Monday, November 06, 2006


Let's Think Back

As most people probably know, headlines today have been dominated by the death sentence handed down to Saddam Hussein for crimes against humanity. Obviously, Saddam has been found guilty of gruesome and horrendous acts, but a number of groups have already voice opposition to the sentence including Amnesty International (read Amnesty's statement here) and the Catholic Church (story here).

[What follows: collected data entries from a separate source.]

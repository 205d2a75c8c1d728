//! Board coordinates
//!
//! x is the column (0 = left), y is the row (0 = bottom, increases upward).

use std::fmt;
use std::ops::Add;

use serde::{Deserialize, Serialize};

/// A single cell coordinate
#[derive(Debug, Clone, Copy, PartialEq, Eq, Hash, Default, Serialize, Deserialize)]
pub struct Position {
    pub x: i32,
    pub y: i32,
}

impl Position {
    pub const fn new(x: i32, y: i32) -> Self {
        Self { x, y }
    }

    /// Rotate 90 degrees clockwise about the origin
    pub const fn rotate_cw(self) -> Self {
        Self::new(self.y, -self.x)
    }

    /// Rotate clockwise `turns` times (taken mod 4)
    pub fn rotate_cw_n(self, turns: u8) -> Self {
        (0..turns % 4).fold(self, |p, _| p.rotate_cw())
    }
}

impl Add for Position {
    type Output = Position;

    fn add(self, other: Position) -> Position {
        Position::new(self.x + other.x, self.y + other.y)
    }
}

impl fmt::Display for Position {
    fn fmt(&self, f: &mut fmt::Formatter<'_>) -> fmt::Result {
        write!(f, "({}, {})", self.x, self.y)
    }
}

/// An intersection between four cells
///
/// Used as the centre of the I and O pieces. The intersection at (x, y) sits
/// at the bottom-left corner of cell (x, y).
#[derive(Debug, Clone, Copy, PartialEq, Eq, Hash, Serialize, Deserialize)]
pub struct GridPosition {
    pub x: i32,
    pub y: i32,
}

impl GridPosition {
    pub const fn new(x: i32, y: i32) -> Self {
        Self { x, y }
    }

    pub const fn top_left(self) -> Position {
        Position::new(self.x - 1, self.y)
    }

    pub const fn top_right(self) -> Position {
        Position::new(self.x, self.y)
    }

    pub const fn bottom_left(self) -> Position {
        Position::new(self.x - 1, self.y - 1)
    }

    pub const fn bottom_right(self) -> Position {
        Position::new(self.x, self.y - 1)
    }
}

impl Add<Position> for GridPosition {
    type Output = GridPosition;

    fn add(self, offset: Position) -> GridPosition {
        GridPosition::new(self.x + offset.x, self.y + offset.y)
    }
}
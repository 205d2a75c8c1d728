//! A tetromino instance: shape, centre and orientation
//!
//! The four occupied cells are always derived from those three values.
//! Mutations here are unchecked; `movement` validates them against a board.

use serde::{Deserialize, Serialize};

use crate::board::ROWS;
use crate::position::Position;
use crate::tetromino::{Center, Colour, Orientation, TetrominoType};

/// Centre and orientation, enough to undo a move
#[derive(Debug, Clone, Copy, PartialEq, Eq)]
pub struct Pose {
    pub center: Center,
    pub orientation: Orientation,
}

#[derive(Debug, Clone, Copy, PartialEq, Eq, Serialize, Deserialize)]
pub struct Piece {
    kind: TetrominoType,
    center: Center,
    orientation: Orientation,
}

impl Piece {
    /// Create a new piece at its spawn pose
    pub fn new(kind: TetrominoType) -> Self {
        Self {
            kind,
            center: kind.spawn_center(),
            orientation: Orientation::Up,
        }
    }

    /// Create a piece at an arbitrary pose
    ///
    /// Returns `None` if the centre kind does not fit the shape
    /// (I and O need a grid centre, everything else a cell centre).
    pub fn with_pose(
        kind: TetrominoType,
        center: Center,
        orientation: Orientation,
    ) -> Option<Self> {
        let grid = matches!(center, Center::Grid(_));
        if grid != kind.is_grid_centred() {
            return None;
        }
        Some(Self {
            kind,
            center,
            orientation,
        })
    }

    pub fn kind(&self) -> TetrominoType {
        self.kind
    }

    pub fn colour(&self) -> Colour {
        self.kind.colour()
    }

    pub fn center(&self) -> Center {
        self.center
    }

    pub fn orientation(&self) -> Orientation {
        self.orientation
    }

    pub fn pose(&self) -> Pose {
        Pose {
            center: self.center,
            orientation: self.orientation,
        }
    }

    pub fn restore(&mut self, pose: Pose) {
        self.center = pose.center;
        self.orientation = pose.orientation;
    }

    /// Absolute positions of all 4 blocks
    pub fn blocks(&self) -> [Position; 4] {
        match self.center {
            Center::Grid(g) => match (self.kind, self.orientation) {
                (TetrominoType::I, Orientation::Up) => {
                    let (l, r) = (g.top_left(), g.top_right());
                    [l + Position::new(-1, 0), l, r, r + Position::new(1, 0)]
                }
                (TetrominoType::I, Orientation::Right) => {
                    let (t, b) = (g.top_right(), g.bottom_right());
                    [t + Position::new(0, 1), t, b, b + Position::new(0, -1)]
                }
                (TetrominoType::I, Orientation::Down) => {
                    let (l, r) = (g.bottom_left(), g.bottom_right());
                    [l + Position::new(-1, 0), l, r, r + Position::new(1, 0)]
                }
                (TetrominoType::I, Orientation::Left) => {
                    let (t, b) = (g.top_left(), g.bottom_left());
                    [t + Position::new(0, 1), t, b, b + Position::new(0, -1)]
                }
                // O looks the same in every orientation
                _ => [g.top_left(), g.top_right(), g.bottom_left(), g.bottom_right()],
            },
            Center::Cell(c) => {
                let turns = Orientation::rotations_required(Orientation::Up, self.orientation);
                self.kind
                    .normalised_offsets()
                    .map(|offset| offset.rotate_cw_n(turns) + c)
            }
        }
    }

    /// Whether any block sits above the visible rows
    pub fn is_above_field(&self) -> bool {
        self.blocks().iter().any(|b| b.y >= ROWS as i32)
    }

    pub fn translate(&mut self, dx: i32, dy: i32) {
        self.center = self.center.translated(Position::new(dx, dy));
    }

    pub fn left(&mut self) {
        self.translate(-1, 0);
    }

    pub fn right(&mut self) {
        self.translate(1, 0);
    }

    pub fn down(&mut self) {
        self.translate(0, -1);
    }

    pub fn rotate_cw(&mut self) {
        self.orientation = self.orientation.clockwise();
    }

    pub fn rotate_ccw(&mut self) {
        self.orientation = self.orientation.counterclockwise();
    }

    pub fn rotate_180(&mut self) {
        self.orientation = self.orientation.flipped();
    }

    /// Return to the spawn pose of this shape
    pub fn reset_to_spawn(&mut self) {
        *self = Piece::new(self.kind);
    }
}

However, Iraq's decision to execute Hussein calls to mind, for me, another decision in a similar situation. When Apartheid was ended in South Africa, there were certainly many calls for punishment of the people who had perpetrated such oppression. But South Africa took a different tactic. Rather than resort to vengeance and violence (even against those who had practiced the same) the new government chose to set up truth and reconciliation commissions, which offered the opportunity for true healing and understanding for victims. And the country went farther, banning the use of the death penalty in its constitution. Having faced oppression, the people of South Africa knew that no government should take away the lives of its citizens.

As the world watches the battle of the life of Saddam Hussein unfold, it may be useful to remember some of these lessons. Do we want to reject oppression and violence, like South Africa, and join the ranks of Western democracies in turning away from capital punishment, or fall into step with China, Saudi Arabia, Vietnam, and Iran in choosing executions?